Question: What do you get if you cross Harry Houdini with a less than sagacious Superman? Answer: A judge who appears to have no sense of judgment whatsoever!

As we approach Christmas, I couldn’t help thinking about Jesus’ miraculous birth. This, in turn, got me thinking about other births in the Bible.

Isaac, Jacob, Samuel and John the Baptist were all conceived miraculously (their mothers were all barren), though only Jesus was conceived by the Holy Spirit. All were ordained by God to play a pivotal role in salvation history.

But there’s another child who was also born miraculously: Samson, the twelfth of Israel’s judges.

Like Isaac, Jacob and Samuel, Samson is mentioned in Hebrews 11 as a hero of the faith. But, despite his miraculous birth, Samson is one of the Bible’s most flawed individuals. Scripture depicts him as reckless, wrathful, sensual and vengeful.

So what, apart from being ‘dedicated to God from the womb’, does Samson have in common with the One whose birth was heralded by angels, announced by shepherds and worshipped by the Magi?

Both mothers were visited by angels. And while one angel said Samson would “take the lead in delivering Israel from the hands of the Philistines”, Gabriel told Mary that Jesus would “save His people from their sins”. While Samson ate unclean food from a lion’s carcass, Jesus declared all foods clean, having earlier cast some demons into a herd of unclean pigs.

Like Jesus, Samson attended a wedding feast. But while Samson feasted with the pagan Philistines – an event which ended in tears, when Samson’s 30 companions threatened to burn his wife to death unless she explained his obscure riddle – Jesus turned water into wine and revealed His glory.

While Jesus said that “anyone who looks at a woman lustfully has already committed adultery with her in his heart”, Samson saw a young Philistine woman and immediately wanted her. The same occurred with a prostitute and – fatally – Delilah.

Indeed, if you were to paraphrase Jesus’ words to the woman at the well, you could say that Samson had already had two women and – assuming he hadn’t married Delilah – the woman he now had wasn’t his wife. Jesus, on the other hand, pardoned the woman caught in adultery, and had mercy on the woman who had lived a sinful life (Luke 7:36-50).

Samson may have carried the city gate to the hill facing Hebron, but Jesus built a church that the gates of Hades wouldn’t overcome (Matthew 16:18). And while Jesus resisted the tempter in the wilderness, Samson gave in to the temptress Delilah, revealing the secret of his strength – having previously made three Houdini-like escapes. Delilah, of course, received about eleven hundred pieces of silver for her betrayal, while Judas was given 30 pieces of silver for his.

Samson, who was captured, blinded, and made to grind grain for setting light to the Philistines’ grain fields (Dagon was the god of the grain harvest), was eventually mocked in Dagon’s temple.
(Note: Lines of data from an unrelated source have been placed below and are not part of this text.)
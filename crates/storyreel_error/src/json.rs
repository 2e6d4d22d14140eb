//! JSON error types.

/// JSON serialization/deserialization error with source location.
#[derive(Debug, Clone, derive_more::Display, derive_more::Error)]
#[display("JSON Error: {} at line {} in {}", message, line, file)]
pub struct JsonError {
    /// Error message
    pub message: String,
    /// Line number where the error occurred
    pub line: u32,
    /// File where the error occurred
    pub file: &'static str,
}

impl JsonError {
    /// Create a new JsonError with the given message at the current location.
    #[track_caller]
    pub fn new(message: impl Into<String>) -> Self {
        let location = std::panic::Location::caller();
        Self {
            message: message.into(),
            line: location.line(),
            file: location.file(),
        }
    }
}
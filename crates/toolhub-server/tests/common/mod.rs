//! Common test utilities for integration tests.

#![allow(dead_code)]

use axum::{
    Router,
    body::{Body, to_bytes},
    http::{Request, StatusCode},
};
use serde_json::Value as JsonValue;
use std::sync::Arc;
use tempfile::TempDir;
use toolhub_core::DocumentClient;
use toolhub_server::{config::Config, routes, state::AppState};
use tower::ServiceExt;

/// Create a test app over an on-disk store in a temp directory.
pub fn create_test_app() -> (Router, Arc<AppState>, TempDir) {
    let temp_dir = TempDir::new().unwrap();
    let config = Config {
        port: 0,
        db_path: temp_dir.path().join("toolhub.db"),
        ..Config::default()
    };
    let state = Arc::new(AppState::new(config));
    (app_for(state.clone()), state, temp_dir)
}

/// Create a test app whose store is unreachable.
pub fn create_unavailable_app() -> (Router, Arc<AppState>) {
    let client = Arc::new(DocumentClient::unavailable("connection refused"));
    let state = Arc::new(AppState::with_client(Config::default(), client));
    (app_for(state.clone()), state)
}

fn app_for(state: Arc<AppState>) -> Router {
    Router::new()
        .nest("/api", routes::api_router())
        .with_state(state)
}

/// Send a request and decode the JSON response body.
pub async fn send(app: &Router, method: &str, uri: &str, body: Option<JsonValue>) -> (StatusCode, JsonValue) {
    let builder = Request::builder().method(method).uri(uri);
    let request = match body {
        Some(json) => builder
            .header("content-type", "application/json")
            .body(Body::from(serde_json::to_string(&json).unwrap()))
            .unwrap(),
        None => builder.body(Body::empty()).unwrap(),
    };

    let response = app.clone().oneshot(request).await.unwrap();
    let status = response.status();
    let bytes = to_bytes(response.into_body(), usize::MAX).await.unwrap();
    let json = serde_json::from_slice(&bytes).unwrap_or(JsonValue::String(
        String::from_utf8_lossy(&bytes).into_owned(),
    ));
    (status, json)
}

pub async fn get(app: &Router, uri: &str) -> (StatusCode, JsonValue) {
    send(app, "GET", uri, None).await
}

pub async fn post(app: &Router, uri: &str, body: JsonValue) -> (StatusCode, JsonValue) {
    send(app, "POST", uri, Some(body)).await
}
Jesus, arrested at Gethsemane, was blindfolded, beaten, ridiculed and flogged. Samson was then made to perform for the Philistines, while, in Luke 23:8, Herod hoped to see Jesus “perform a sign of some sort”.

But while Jesus was perfect in thought, word and deed, Samson broke every Nazirite vow in the book. So, although God should have thrown the book at Samson for blotting his copybook, and removed him from the Book of Life, He had mercy on His imperfect servant. In prison, Samson’s hair started growing and, in the temple of Dagon, he remembered his God, turning over a new leaf and, in the final chapter of his life, redeeming his people by rescuing them from their oppressors.
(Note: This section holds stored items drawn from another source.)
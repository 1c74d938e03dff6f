//! Prompt listing and rendering.

use super::dispatch_error;
use crate::state::AppState;
use axum::{
    Json,
    extract::{Path, State},
    http::StatusCode,
};
use serde::Serialize;
use serde_json::{Map, Value as JsonValue};
use std::sync::Arc;
use toolhub_types::PromptDef;

#[derive(Serialize)]
pub struct PromptListResponse {
    pub prompts: Vec<PromptDef>,
}

#[derive(Serialize)]
pub struct PromptResponse {
    pub name: String,
    pub text: String,
}

pub async fn list(State(state): State<Arc<AppState>>) -> Json<PromptListResponse> {
    Json(PromptListResponse {
        prompts: state.prompts.prompts().to_vec(),
    })
}

/// Render a prompt with a JSON object of arguments.
pub async fn render(
    State(state): State<Arc<AppState>>,
    Path(name): Path<String>,
    Json(args): Json<Map<String, JsonValue>>,
) -> Result<Json<PromptResponse>, (StatusCode, String)> {
    let text = state
        .prompts
        .render(&name, &args)
        .map_err(|e| dispatch_error(&format!("Prompt {name}"), e))?;
    Ok(Json(PromptResponse { name, text }))
}
//! Interaction logging tools.
//!
//! Tools: log_interaction, get_agent_logs, get_agent_statistics
//!
//! Date arguments accept RFC 3339 or `YYYY-MM-DD`. An unparseable bound is not
//! a dispatch error: the query returns an empty result and a warning is logged.

use super::{
    ToolResult, get_optional_f64, get_optional_object, get_optional_string, get_optional_u64,
    get_string_arg,
};
use crate::ToolError;
use crate::dates::{DateBound, parse_date_bound};
use crate::interactions::InteractionLog;
use crate::schema;
use chrono::{DateTime, Utc};
use serde_json::{Map, Value as JsonValue, json};
use toolhub_types::{
    DEFAULT_LOG_LIMIT, NewInteraction, QueryFilter, StatisticsPeriod, StatisticsResult, ToolDef,
};
use tracing::warn;

pub(super) const LOG_INTERACTION: &str = "log_interaction";
pub(super) const GET_AGENT_LOGS: &str = "get_agent_logs";
pub(super) const GET_AGENT_STATISTICS: &str = "get_agent_statistics";

pub fn tools() -> Vec<ToolDef> {
    vec![
        ToolDef::new(
            LOG_INTERACTION,
            "Record one agent interaction (chat turn, task execution, query). \
             Returns {\"success\": bool}.",
            schema!(object {
                required: {
                    "project_name": string,
                    "agent_name": string,
                    "interaction_type": string
                },
                optional: {
                    "user_input": string,
                    "agent_response": string,
                    "metadata": object,
                    "session_id": string,
                    "status": string,
                    "execution_time_ms": number,
                    "timestamp": string
                }
            }),
        ),
        ToolDef::new(
            GET_AGENT_LOGS,
            "List logged interactions, newest first. All filters are optional; \
             dates are inclusive bounds on the event time. Default limit is 100.",
            schema!(object {
                optional: {
                    "project_name": string,
                    "agent_name": string,
                    "session_id": string,
                    "start_date": string,
                    "end_date": string,
                    "limit": integer
                }
            }),
        ),
        ToolDef::new(
            GET_AGENT_STATISTICS,
            "Aggregate statistics for one project and agent: total interactions, \
             counts per interaction type and per task status, and mean execution time.",
            schema!(object {
                required: { "project_name": string, "agent_name": string },
                optional: { "start_date": string, "end_date": string }
            }),
        ),
    ]
}

pub fn dispatch(
    log: &InteractionLog,
    name: &str,
    args: Map<String, JsonValue>,
) -> ToolResult<JsonValue> {
    match name {
        LOG_INTERACTION => {
            let new = new_interaction_from_args(&args)?;
            Ok(json!({ "success": log.log_interaction(new) }))
        }

        GET_AGENT_LOGS => {
            let (Some(start_date), Some(end_date)) = (
                date_arg(&args, "start_date", DateBound::Start)?,
                date_arg(&args, "end_date", DateBound::End)?,
            ) else {
                return Ok(json!([]));
            };
            let limit = get_optional_u64(&args, "limit")?
                .map(|l| u32::try_from(l).unwrap_or(u32::MAX))
                .unwrap_or(DEFAULT_LOG_LIMIT);
            let filter = QueryFilter {
                project_name: get_optional_string(&args, "project_name")?,
                agent_name: get_optional_string(&args, "agent_name")?,
                session_id: get_optional_string(&args, "session_id")?,
                start_date,
                end_date,
                limit,
            };
            to_json(log.get_logs(&filter))
        }

        GET_AGENT_STATISTICS => {
            let project_name = get_string_arg(&args, "project_name")?;
            let agent_name = get_string_arg(&args, "agent_name")?;
            let stats = match (
                date_arg(&args, "start_date", DateBound::Start)?,
                date_arg(&args, "end_date", DateBound::End)?,
            ) {
                (Some(start), Some(end)) => log.get_statistics(&project_name, &agent_name, start, end),
                _ => StatisticsResult::empty(project_name, agent_name, StatisticsPeriod::default()),
            };
            to_json(stats)
        }

        _ => Err(ToolError::UnknownTool(name.to_string())),
    }
}

/// Build an interaction from loosely typed arguments.
///
/// `metadata: null` counts as absent. `timestamp` goes through
/// [`parse_date_bound`], so a plain date means midnight UTC.
pub fn new_interaction_from_args(args: &Map<String, JsonValue>) -> ToolResult<NewInteraction> {
    let mut new = NewInteraction::new(
        get_string_arg(args, "project_name")?,
        get_string_arg(args, "agent_name")?,
        get_string_arg(args, "interaction_type")?,
    );
    new.user_input = get_optional_string(args, "user_input")?;
    new.agent_response = get_optional_string(args, "agent_response")?;
    new.metadata = get_optional_object(args, "metadata")?.unwrap_or_default();
    new.session_id = get_optional_string(args, "session_id")?;
    new.status = get_optional_string(args, "status")?;
    new.execution_time_ms = get_optional_f64(args, "execution_time_ms")?;
    new.timestamp = match get_optional_string(args, "timestamp")? {
        None => None,
        Some(raw) => Some(parse_date_bound(&raw, DateBound::Start).ok_or_else(|| {
            ToolError::InvalidArg {
                name: "timestamp".to_string(),
                reason: format!("unrecognised date '{raw}'"),
            }
        })?),
    };
    Ok(new)
}

/// Parse an optional date argument.
///
/// The outer `Option` is `None` when the argument was given but is not a date;
/// callers treat that as "matches nothing".
fn date_arg(
    args: &Map<String, JsonValue>,
    name: &str,
    bound: DateBound,
) -> ToolResult<Option<Option<DateTime<Utc>>>> {
    let Some(raw) = get_optional_string(args, name)? else {
        return Ok(Some(None));
    };
    match parse_date_bound(&raw, bound) {
        Some(dt) => Ok(Some(Some(dt))),
        None => {
            warn!(target: "toolhub::tools", "Ignoring query with unparseable {}: {:?}", name, raw);
            Ok(None)
        }
    }
}

fn to_json<T: serde::Serialize>(value: T) -> ToolResult<JsonValue> {
    serde_json::to_value(value).map_err(|e| ToolError::Failed(e.to_string()))
}

#[cfg(test)]
mod tests {
    use super::*;
    use crate::interactions::testing::memory_log;

    fn call(log: &InteractionLog, name: &str, args: JsonValue) -> ToolResult<JsonValue> {
        dispatch(log, name, args.as_object().cloned().unwrap())
    }

    fn seed(log: &InteractionLog) {
        for (kind, status, ms, ts) in [
            ("task", Some("completed"), Some(100.0), "2025-03-01T10:00:00Z"),
            ("task", Some("failed"), Some(300.0), "2025-03-02T10:00:00Z"),
            ("chat", None, None, "2025-03-03T10:00:00Z"),
        ] {
            let out = call(
                log,
                LOG_INTERACTION,
                json!({
                    "project_name": "atlas",
                    "agent_name": "planner",
                    "interaction_type": kind,
                    "status": status,
                    "execution_time_ms": ms,
                    "metadata": {"source": "test"},
                    "timestamp": ts
                }),
            )
            .unwrap();
            assert_eq!(out, json!({"success": true}));
        }
    }

    #[test]
    fn test_log_then_list() {
        let log = memory_log();
        seed(&log);

        let out = call(&log, GET_AGENT_LOGS, json!({"project_name": "atlas", "limit": 2})).unwrap();
        let logs = out.as_array().unwrap();
        assert_eq!(logs.len(), 2);
        assert_eq!(logs[0]["interaction_type"], "chat");
        assert_eq!(logs[0]["metadata"]["source"], "test");
        assert!(logs[0]["_id"].is_string());
    }

    #[test]
    fn test_date_only_bounds_cover_whole_days() {
        let log = memory_log();
        seed(&log);

        let out = call(
            &log,
            GET_AGENT_LOGS,
            json!({"start_date": "2025-03-02", "end_date": "2025-03-03"}),
        )
        .unwrap();
        assert_eq!(out.as_array().unwrap().len(), 2);
    }

    #[test]
    fn test_unparseable_date_matches_nothing() {
        let log = memory_log();
        seed(&log);

        let out = call(&log, GET_AGENT_LOGS, json!({"start_date": "soon"})).unwrap();
        assert_eq!(out, json!([]));

        let out = call(
            &log,
            GET_AGENT_STATISTICS,
            json!({"project_name": "atlas", "agent_name": "planner", "end_date": "later"}),
        )
        .unwrap();
        assert_eq!(out["total_interactions"], 0);
    }

    #[test]
    fn test_statistics() {
        let log = memory_log();
        seed(&log);

        let out = call(
            &log,
            GET_AGENT_STATISTICS,
            json!({"project_name": "atlas", "agent_name": "planner", "start_date": "2025-03-01"}),
        )
        .unwrap();
        assert_eq!(out["total_interactions"], 3);
        assert_eq!(out["interaction_types"], json!({"task": 2, "chat": 1}));
        assert_eq!(out["task_statuses"], json!({"completed": 1, "failed": 1}));
        assert_eq!(out["average_execution_time_ms"], 200.0);
        assert_eq!(out["period"]["start_date"], "2025-03-01T00:00:00.000000Z");
        assert!(out["period"]["end_date"].is_null());
    }

    #[test]
    fn test_bad_arguments() {
        let log = memory_log();
        let err = call(&log, LOG_INTERACTION, json!({"project_name": "atlas"})).unwrap_err();
        assert!(matches!(err, ToolError::MissingArg(name) if name == "agent_name"));

        let err = call(
            &log,
            LOG_INTERACTION,
            json!({
                "project_name": "atlas",
                "agent_name": "planner",
                "interaction_type": "chat",
                "timestamp": "whenever"
            }),
        )
        .unwrap_err();
        assert!(matches!(err, ToolError::InvalidArg { .. }));

        let err = call(&log, GET_AGENT_LOGS, json!({"limit": -1})).unwrap_err();
        assert!(matches!(err, ToolError::InvalidArg { .. }));
    }

    #[test]
    fn test_blank_names_report_failure() {
        let log = memory_log();
        let out = call(
            &log,
            LOG_INTERACTION,
            json!({"project_name": "", "agent_name": "planner", "interaction_type": "chat"}),
        )
        .unwrap();
        assert_eq!(out, json!({"success": false}));
    }
}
Bracing himself against the temple’s two central pillars, Samson ended up in a position similar to that of Jesus who, arms outstretched, hung on the cross between two criminals. But while Samson prayed for revenge on those who had taken his eyes, Jesus asked God to forgive those who had crucified Him. Samson may have pushed against the pillars and brought Dagon’s temple down, killing more than 3,000 Philistines, but Jesus not only cleansed Jerusalem’s temple of the moneychangers, but prophesied that He would destroy the temple of His body, and raise it again in three days.
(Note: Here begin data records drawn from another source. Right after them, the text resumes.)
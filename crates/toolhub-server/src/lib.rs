//! Toolhub server library - HTTP surface for the tool registry and interaction log.
//!
//! Routes, configuration, logging and application state live here, separate from
//! main.rs, so integration tests can drive the router directly.

pub mod config;
pub mod logging;
pub mod routes;
pub mod state;
//! Interaction logging and analytics.
//!
//! [`InteractionLog`] is the single entry point for the three operations on the
//! interaction collection:
//! - ingestion ([`InteractionLog::log_interaction`])
//! - filtered retrieval ([`InteractionLog::get_logs`])
//! - aggregate statistics ([`InteractionLog::get_statistics`])
//!
//! Each operation has an infallible form that logs failures and degrades to
//! `false`, an empty list, or a zero-valued result, and a `try_` form that
//! returns the [`StoreError`](crate::StoreError) instead.

mod ingest;
mod query;
mod stats;

use crate::store::{DocumentCollection, Filter};
use chrono::{DateTime, Utc};
use std::sync::Arc;
use toolhub_types::{Value, fields};

/// Logging and analytics over one interaction collection.
#[derive(Clone)]
pub struct InteractionLog {
    collection: Arc<dyn DocumentCollection>,
}

impl InteractionLog {
    pub fn new(collection: Arc<dyn DocumentCollection>) -> Self {
        Self { collection }
    }

    /// Name of the backing collection.
    pub fn collection_name(&self) -> &str {
        self.collection.name()
    }
}

/// Criteria shared by queries and statistics. Empty strings impose nothing.
#[derive(Debug, Default)]
struct Scope<'a> {
    project_name: Option<&'a str>,
    agent_name: Option<&'a str>,
    session_id: Option<&'a str>,
    start: Option<DateTime<Utc>>,
    end: Option<DateTime<Utc>>,
}

impl Scope<'_> {
    fn to_filter(&self) -> Filter {
        let mut filter = Filter::new();
        for (field, value) in [
            (fields::PROJECT_NAME, self.project_name),
            (fields::AGENT_NAME, self.agent_name),
            (fields::SESSION_ID, self.session_id),
        ] {
            if let Some(value) = value.filter(|v| !v.is_empty()) {
                filter = filter.eq(field, value);
            }
        }
        filter.range(
            fields::TIMESTAMP,
            self.start.map(Value::from),
            self.end.map(Value::from),
        )
    }

    /// Inverted bounds match nothing.
    fn is_empty_range(&self) -> bool {
        matches!((self.start, self.end), (Some(start), Some(end)) if start > end)
    }
}

#[cfg(test)]
pub(crate) mod testing {
    use super::*;
    use crate::store::{DocumentClient, FindOptions, Stage};
    use crate::{Result, StoreError};
    use std::sync::atomic::{AtomicUsize, Ordering};
    use toolhub_types::{Document, ObjectId};

    /// Log over a fresh in-memory store.
    pub fn memory_log() -> InteractionLog {
        let client = Arc::new(DocumentClient::open_in_memory().unwrap());
        InteractionLog::new(Arc::new(client.collection("agents_logs")))
    }

    /// Collection whose every operation fails, counting the attempts.
    #[derive(Default)]
    pub struct FailingCollection {
        pub calls: AtomicUsize,
    }

    impl FailingCollection {
        fn fail<T>(&self) -> Result<T> {
            self.calls.fetch_add(1, Ordering::SeqCst);
            Err(StoreError::Unavailable("connection refused".to_string()))
        }

        pub fn call_count(&self) -> usize {
            self.calls.load(Ordering::SeqCst)
        }
    }

    impl DocumentCollection for FailingCollection {
        fn name(&self) -> &str {
            "failing"
        }

        fn insert_one(&self, _doc: Document) -> Result<ObjectId> {
            self.fail()
        }

        fn find(&self, _filter: &Filter, _options: &FindOptions) -> Result<Vec<Document>> {
            self.fail()
        }

        fn count_documents(&self, _filter: &Filter) -> Result<u64> {
            self.fail()
        }

        fn aggregate(&self, _pipeline: &[Stage]) -> Result<Vec<Document>> {
            self.fail()
        }
    }
}

#[cfg(test)]
mod tests {
    use super::*;
    use crate::store::Condition;
    use chrono::TimeZone;

    #[test]
    fn test_scope_skips_absent_and_empty_criteria() {
        let scope = Scope {
            project_name: Some("atlas"),
            agent_name: Some(""),
            ..Default::default()
        };
        assert_eq!(
            scope.to_filter().conditions(),
            &[(
                fields::PROJECT_NAME.to_string(),
                Condition::Eq(Value::from("atlas"))
            )]
        );
    }

    #[test]
    fn test_scope_bounds_timestamp() {
        let start = Utc.with_ymd_and_hms(2025, 1, 1, 0, 0, 0).unwrap();
        let scope = Scope {
            start: Some(start),
            ..Default::default()
        };
        assert_eq!(
            scope.to_filter().conditions(),
            &[(
                fields::TIMESTAMP.to_string(),
                Condition::Range {
                    gte: Some(Value::from(start)),
                    lte: None
                }
            )]
        );
        assert!(!scope.is_empty_range());
    }

    #[test]
    fn test_inverted_range() {
        let scope = Scope {
            start: Some(Utc.with_ymd_and_hms(2025, 2, 1, 0, 0, 0).unwrap()),
            end: Some(Utc.with_ymd_and_hms(2025, 1, 1, 0, 0, 0).unwrap()),
            ..Default::default()
        };
        assert!(scope.is_empty_range());
    }
}
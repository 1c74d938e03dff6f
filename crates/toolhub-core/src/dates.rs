//! Parsing of caller-supplied date bounds.

use chrono::{DateTime, NaiveDate, NaiveDateTime, NaiveTime, Utc};

/// Which end of a range a date-only bound should snap to.
#[derive(Debug, Clone, Copy, PartialEq, Eq)]
pub enum DateBound {
    Start,
    End,
}

/// Parse a date bound.
///
/// Accepts RFC 3339 (`2025-01-31T12:00:00Z`), a naive date-time taken as UTC
/// (`2025-01-31T12:00:00`), or a plain date (`2025-01-31`). A plain date covers
/// the whole day: it becomes midnight for [`DateBound::Start`] and the last
/// microsecond of the day for [`DateBound::End`].
pub fn parse_date_bound(input: &str, bound: DateBound) -> Option<DateTime<Utc>> {
    let input = input.trim();

    if let Ok(dt) = DateTime::parse_from_rfc3339(input) {
        return Some(dt.with_timezone(&Utc));
    }
    for format in ["%Y-%m-%dT%H:%M:%S%.f", "%Y-%m-%d %H:%M:%S%.f"] {
        if let Ok(naive) = NaiveDateTime::parse_from_str(input, format) {
            return Some(naive.and_utc());
        }
    }

    let date = NaiveDate::parse_from_str(input, "%Y-%m-%d").ok()?;
    let time = match bound {
        DateBound::Start => NaiveTime::from_hms_opt(0, 0, 0)?,
        DateBound::End => NaiveTime::from_hms_micro_opt(23, 59, 59, 999_999)?,
    };
    Some(date.and_time(time).and_utc())
}

#[cfg(test)]
mod tests {
    use super::*;
    use chrono::TimeZone;

    #[test]
    fn test_rfc3339_with_offset() {
        let parsed = parse_date_bound("2025-01-31T12:00:00+02:00", DateBound::Start);
        assert_eq!(parsed, Some(Utc.with_ymd_and_hms(2025, 1, 31, 10, 0, 0).unwrap()));
    }

    #[test]
    fn test_naive_datetime_is_utc() {
        let parsed = parse_date_bound("2025-01-31T12:00:00", DateBound::End);
        assert_eq!(parsed, Some(Utc.with_ymd_and_hms(2025, 1, 31, 12, 0, 0).unwrap()));
    }

    #[test]
    fn test_plain_date_covers_the_day() {
        let start = parse_date_bound("2025-01-31", DateBound::Start).unwrap();
        let end = parse_date_bound(" 2025-01-31 ", DateBound::End).unwrap();
        assert_eq!(start, Utc.with_ymd_and_hms(2025, 1, 31, 0, 0, 0).unwrap());
        assert!(end > Utc.with_ymd_and_hms(2025, 1, 31, 23, 59, 59).unwrap());
        assert!(end < Utc.with_ymd_and_hms(2025, 2, 1, 0, 0, 0).unwrap());
    }

    #[test]
    fn test_garbage_is_rejected() {
        assert_eq!(parse_date_bound("last tuesday", DateBound::Start), None);
        assert_eq!(parse_date_bound("", DateBound::End), None);
    }
}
So, although one brought salvation and the other brought death, both accomplished God’s purposes.

While Samson all too often relied on his strength and poor judgement, let’s seek to ‘be strong in the Lord and in His mighty power’ (Ephesians 6:10), knowing that when we are weak, then we are strong.

As we enter a season where we celebrate the fact that ‘the people living in darkness have seen a great light’, let us allow our light to shine before others, so ‘they may see (our) good deeds and glorify (our) Father in heaven’.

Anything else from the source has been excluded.